▶ EXERCISE DETAILS: Please copy out every line in the entries that includes the word "clone".

====

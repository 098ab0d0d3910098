//! Copyright © 2025-2026 Wenze Wei. All Rights Reserved.
//!
//! This file is part of Opal Guard.
//! The Opal Guard project belongs to the Dunimd Team.
//!
//! Licensed under the Apache License, Version 2.0 (the "License");
//! You may not use this file except in compliance with the License.
//! You may obtain a copy of the License at
//!
//!     http://www.apache.org/licenses/LICENSE-2.0
//!
//! Unless required by applicable law or agreed to in writing, software
//! distributed under the License is distributed on an "AS IS" BASIS,
//! WITHOUT WARRANTIES OR CONDITIONS OF ANY KIND, either express or implied.
//! See the License for the specific language governing permissions and
//! limitations under the License.

//! Removes timestamp filters that duplicate the declared time window.
//!
//! Only runs when the caller declared a window. A stage is removed when it is
//! exactly a `filter` comparing a well-known timestamp column against a
//! relative time (`@"1 hour ago"`, `now() - 1h`). The surrounding separators
//! are stitched back together so no empty or doubled stage is left behind.
//! A query made only of such filters is kept as written.

use std::sync::OnceLock;

use regex::Regex;

use crate::lexer::scan;
use crate::pass::{OpalPassContext, OpalPassOutcome, OpalRewrite};

pub const NAME: &str = "time_filter";

/// Column names that carry the event time.
pub const TIMESTAMP_FIELDS: &[&str] = &[
    "timestamp",
    "time",
    "_time",
    "event_time",
    "start_time",
    "end_time",
    "valid_from",
    "BUNDLE_TIMESTAMP",
    "OBSERVATION_TIMESTAMP",
];

fn pattern() -> &'static Regex {
    static RE: OnceLock<Regex> = OnceLock::new();
    RE.get_or_init(|| {
        let pattern = format!(
            r#"^filter\s+({})\s*>=?\s*(?:@"[^"]*\bago\b[^"]*"|@'[^']*\bago\b[^']*'|(?:now|query_end_time)\(\)\s*-\s*\d+(?:\.\d+)?\s*[A-Za-z]+)$"#,
            TIMESTAMP_FIELDS.join("|")
        );
        Regex::new(&pattern).expect("valid time filter pattern")
    })
}

pub fn apply(query: &str, ctx: &OpalPassContext<'_>) -> OpalPassOutcome {
    let Some(window) = ctx.declared_window() else {
        return OpalPassOutcome::unchanged(query);
    };

    let scanned = scan(query);
    let stages = &scanned.stages;
    let keep: Vec<bool> = stages
        .iter()
        .map(|stage| !pattern().is_match(&query[stage.clone()]))
        .collect();

    if keep.iter().all(|kept| *kept) || keep.iter().all(|kept| !*kept) {
        return OpalPassOutcome::unchanged(query);
    }

    let mut out = String::with_capacity(query.len());
    out.push_str(&query[..stages[0].start]);
    let mut previous_kept: Option<usize> = None;
    for (idx, stage) in stages.iter().enumerate() {
        if !keep[idx] {
            continue;
        }
        if let Some(prev) = previous_kept {
            // Reuse the separator text that followed the previous kept stage.
            out.push_str(&query[stages[prev].end..stages[prev + 1].start]);
        }
        out.push_str(&query[stage.clone()]);
        previous_kept = Some(idx);
    }
    if let Some(last) = stages.last() {
        out.push_str(&query[last.end..]);
    }

    let rewrites = stages
        .iter()
        .zip(&keep)
        .filter(|(_, kept)| !**kept)
        .map(|(stage, _)| OpalRewrite::new(&query[stage.clone()], ""))
        .collect();
    let rationale = format!(
        "the declared time window ({window}) already bounds the query, so an explicit \
         timestamp filter is redundant."
    );
    OpalPassOutcome::rewritten(out, NAME, rewrites, rationale)
}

====

▶ SOLUTION FOR THIS PROBLEM:
        .map(|stage| !pattern().is_match(&query[stage.clone()]))
        out.push_str(&query[stage.clone()]);
        .map(|(stage, _)| OpalRewrite::new(&query[stage.clone()], ""))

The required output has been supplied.